TL;DR: Got tired of the repetitive grind of basic stats analysis (like ANOVA). Discovered GPT-4's Code Interpreter has a surprisingly rich set of pre-installed Python data science libraries (pandas, statsmodels, plotly, etc.). Had an idea: Could writing hyper-specific prompts that explicitly call these known libraries make the AI's analysis execution more reliable and consistent? Built an experiment: A detailed text prompt that acts like a callable function, guiding the AI through a full one-way ANOVA (data loading, assumption checks, ANOVA, post-hoc, interactive plots, code annex) with just the prompt file + data file as input. Result: The ANOVA Prompt Runner, aiming to automate the grunt work and make AI analysis more transparent.Check it out on Github !
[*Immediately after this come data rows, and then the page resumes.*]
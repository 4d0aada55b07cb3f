use crate::descriptors::PbsSchema;
use crate::metamodel::PbsRecord;
use crate::pbs_field;
use schema::{GameplayTag, GameplayTagContainer, Name, Text};
use serde::{Deserialize, Serialize};

pub const TYPE_TAG_NAMESPACE: &str = "Data.Type";

/// One entry of `types.txt`
#[derive(Debug, Clone, PartialEq, Serialize, Deserialize)]
pub struct TypeInfo {
    pub id: Name,
    pub row_index: i32,
    pub name: Text,
    pub icon_position: i32,
    pub is_special_type: bool,
    pub is_pseudo_type: bool,
    pub weaknesses: Vec<GameplayTag>,
    pub resistances: Vec<GameplayTag>,
    pub immunities: Vec<GameplayTag>,
    pub flags: GameplayTagContainer,
}

impl Default for TypeInfo {
    fn default() -> Self {
        TypeInfo {
            id: Name::none(),
            row_index: 0,
            name: Text::invariant("Unnamed"),
            icon_position: 0,
            is_special_type: false,
            is_pseudo_type: false,
            weaknesses: Vec::new(),
            resistances: Vec::new(),
            immunities: Vec::new(),
            flags: GameplayTagContainer::new(),
        }
    }
}

impl PbsRecord for TypeInfo {
    fn schema() -> PbsSchema<Self> {
        PbsSchema::builder()
            .field(pbs_field!(value "ID" => id).identifier())
            .field(pbs_field!(value "RowIndex" => row_index).row_index())
            .field(pbs_field!(value "Name" => name).localized("PokemonTypes", "{0}_DisplayName"))
            .field(pbs_field!(value "IconPosition" => icon_position).range(Some(0), None))
            .field(pbs_field!(value "IsSpecialType" => is_special_type))
            .field(pbs_field!(value "IsPseudoType" => is_pseudo_type))
            .field(
                pbs_field!(list "Weaknesses" => weaknesses)
                    .gameplay_tag(TYPE_TAG_NAMESPACE)
                    .create_tags(),
            )
            .field(
                pbs_field!(list "Resistances" => resistances)
                    .gameplay_tag(TYPE_TAG_NAMESPACE)
                    .create_tags(),
            )
            .field(
                pbs_field!(list "Immunities" => immunities)
                    .gameplay_tag(TYPE_TAG_NAMESPACE)
                    .create_tags(),
            )
            .field(
                pbs_field!(tags "Flags" => flags)
                    .gameplay_tag("Data.Type.Flag")
                    .create_tags()
                    .tag_separator("_"),
            )
            .build()
    }
}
There’s a particular kind of digital weariness I think many of us who work with data recognize. It’s not the intellectual strain of complex problem-solving, the kind that energizes you even when it's tough. No, it's the other kind: the low-grade, persistent friction of repetitive tasks. Setting up the same analysis structure, running the same assumption checks, formatting the same outputs... again, and again. It’s necessary, meticulous work, the bedrock of sound analysis, but let's be honest, it can feel like cognitive lint – accumulating slowly, clogging the mental filters needed for deeper thinking and interpretation.
The actual spark for this particular experiment didn't come from a grand strategic vision, but from a moment of simple, almost playful curiosity. I was exploring GPT-4's Code Interpreter environment – the feature that lets it run Python code – and got wondering: what tools does it actually have access to? What's pre-installed in that sandboxed environment? So, I coaxed it into listing out its installed Python packages.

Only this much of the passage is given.